Par Louis-Jérôme Cloutier

Oliver Stone est un réalisateur renommé et un visionnaire. Le voir s’attaquer à un film relatant la vie d’Alexandre le Grand ne peut que susciter énormément d’intérêt, surtout en considérant le passé historico-politique de Stone (Nixon, JFK). Projet certainement ambitieux en vertu de son imposant budget, Alexander semble voué à un échec plutôt cuisant dans son pays d’origine, étant rejeté par le public et la critique. Et cela n’est pas sans raison, Stone aurait pu réaliser un chef-d’œuvre, un péplum comme on n'en avait jamais vu. Malheureusement, la plupart de ses bonnes idées sont complètement bafouées par un scénario boiteux.

Alexandre est une légende, un homme qui avait conquis la majeure partie du monde connu à l’âge de 32 ans avant de mourir dans des circonstances nébuleuses. Le film débute par la présentation de Ptolémée, ancien général écoulant le reste de ses jours en Égypte. Ce dernier récite à des scribes la vie d’Alexandre afin qu’il soit immortalisé par l’histoire. Dès cette première minute, les faiblesses du scénario ne sont que trop apparentes. Bavard à souhait, le film d’Oliver Stone multiplie les échanges parfois intéressants et fascinants, mais plus souvent redondants et inutilement longs. De plus, les répliques qui semblent terriblement forcées n’aident en rien la cause. La jeunesse d’Alexandre est escamotée de façon frustrante à travers quelques scènes revêtant plus ou moins d’importance hormis son apprentissage des récits des héros grecs, mais aussi de leur cruel destin. Dans le rôle du roi Philipe, Val Kilmer offre une interprétation déconcertante. Si sa fougue n’est pas à remettre en question, il donne souvent des airs de cliché ambulant semblant sortir complètement saoul d’un bar à chacune de ses apparitions. Angelina Jolie ne parvient pas davantage à tirer son épingle du jeu. En faisant abstraction du fait que son personnage ne vieillit pour ainsi dire aucunement même si on la voit évoluer sur plus de 30 ans, le manque de développement qu’on lui consacre nous la rend extrêmement difficile à saisir, que ce soit volontaire ou non. Ainsi, le spectateur n’est jamais tout à fait sûr de ses intentions, situation frustrante qui empêche de comprendre les rouages politiques du film.

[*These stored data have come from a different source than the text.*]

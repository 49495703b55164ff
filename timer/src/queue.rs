//! Deadline-ordered timer queue.
//!
//! A binary heap keyed on `(deadline, sequence)`. Cancellation is lazy: the
//! handle is dropped from the live set and the heap entry is skipped when it
//! reaches the top.

use std::cmp::Ordering;
use std::collections::{BinaryHeap, HashSet};

use soulcheck_types::Timestamp;

use crate::scheduler::{Expired, Scheduler, TimerHandle};

struct Entry<K> {
    deadline: Timestamp,
    /// Scheduling order; also the handle id.
    sequence: u64,
    kind: K,
}

impl<K> Eq for Entry<K> {}

impl<K> PartialEq for Entry<K> {
    fn eq(&self, other: &Self) -> bool {
        self.deadline == other.deadline && self.sequence == other.sequence
    }
}

impl<K> Ord for Entry<K> {
    fn cmp(&self, other: &Self) -> Ordering {
        // BinaryHeap is a max-heap: earliest deadline, then earliest sequence, wins.
        other
            .deadline
            .cmp(&self.deadline)
            .then_with(|| other.sequence.cmp(&self.sequence))
    }
}

impl<K> PartialOrd for Entry<K> {
    fn partial_cmp(&self, other: &Self) -> Option<Ordering> {
        Some(self.cmp(other))
    }
}

/// The production [`Scheduler`].
pub struct TimerQueue<K> {
    heap: BinaryHeap<Entry<K>>,
    live: HashSet<TimerHandle>,
    next_sequence: u64,
}

impl<K> TimerQueue<K> {
    pub fn new() -> Self {
        Self {
            heap: BinaryHeap::new(),
            live: HashSet::new(),
            next_sequence: 0,
        }
    }

    /// Drop cancelled entries sitting at the top of the heap.
    fn purge_cancelled(&mut self) {
        while let Some(top) = self.heap.peek() {
            if self.live.contains(&TimerHandle::new(top.sequence)) {
                break;
            }
            self.heap.pop();
        }
    }
}

impl<K> Default for TimerQueue<K> {
    fn default() -> Self {
        Self::new()
    }
}

impl<K> Scheduler<K> for TimerQueue<K> {
    fn schedule(&mut self, now: Timestamp, delay_ms: u64, kind: K) -> TimerHandle {
        let sequence = self.next_sequence;
        self.next_sequence += 1;
        let handle = TimerHandle::new(sequence);
        self.heap.push(Entry {
            deadline: now.after(delay_ms),
            sequence,
            kind,
        });
        self.live.insert(handle);
        handle
    }

    fn cancel(&mut self, handle: TimerHandle) -> bool {
        self.live.remove(&handle)
    }

    fn next_deadline(&mut self) -> Option<Timestamp> {
        self.purge_cancelled();
        self.heap.peek().map(|entry| entry.deadline)
    }

    fn pop_expired(&mut self, now: Timestamp) -> Option<Expired<K>> {
        self.purge_cancelled();
        if self.heap.peek()?.deadline > now {
            return None;
        }
        let entry = self.heap.pop()?;
        let handle = TimerHandle::new(entry.sequence);
        self.live.remove(&handle);
        Some(Expired {
            handle,
            deadline: entry.deadline,
            kind: entry.kind,
        })
    }

    fn pending(&self) -> usize {
        self.live.len()
    }
}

Après une première partie somme toute ennuyante, on débouche au moment fort du film, la bataille d’Alexandre contre les Perses. Si le tout aurait pu revêtir des allures de déjà-vu inintéressants, Stone arrive à offrir une façon enfin différente de filmer le déroulement d’une importante confrontation entre deux armées. On se retrouve au cœur de l’action, les vues aériennes sont rares, le déroulement de la stratégie est tout simplement fascinant et le tout se déroule sur la musique très inspirée de Vangelis (Blade Runner). Mais Stone n’est pas homme à vouloir offrir l’histoire d’Alexandre du point de vue des combats qu’il a menés. L’approche préconisée vise beaucoup plus à verser dans la psychologie complexe du personnage. Colin Farrell, inspiré et bien dirigé, s’avère avec justesse l’acteur offrant l’interprétation la plus accomplie de tout le film. Il suit à merveille le cheminement personnel de son personnage et semble murir au fil de sa progression, passant d’un jeune homme un peu naïf à un grand conquérant. L’exploration de la sexualité d’Alexandre est également au chapitre des bons points, sans verser dans l’exagération et la mièvrerie, on découvre encore l’individu complexe aux sentiments tout aussi complexes avec beaucoup de retenu. En mélangeant efficacement fragilité, dureté, arrogance et même folie, Colin Farell assure sa réussite, celle d’offrir une interprétation d’Alexandre qui pourra servir d’exemple à ceux qui tenteront de reprendre ce rôle.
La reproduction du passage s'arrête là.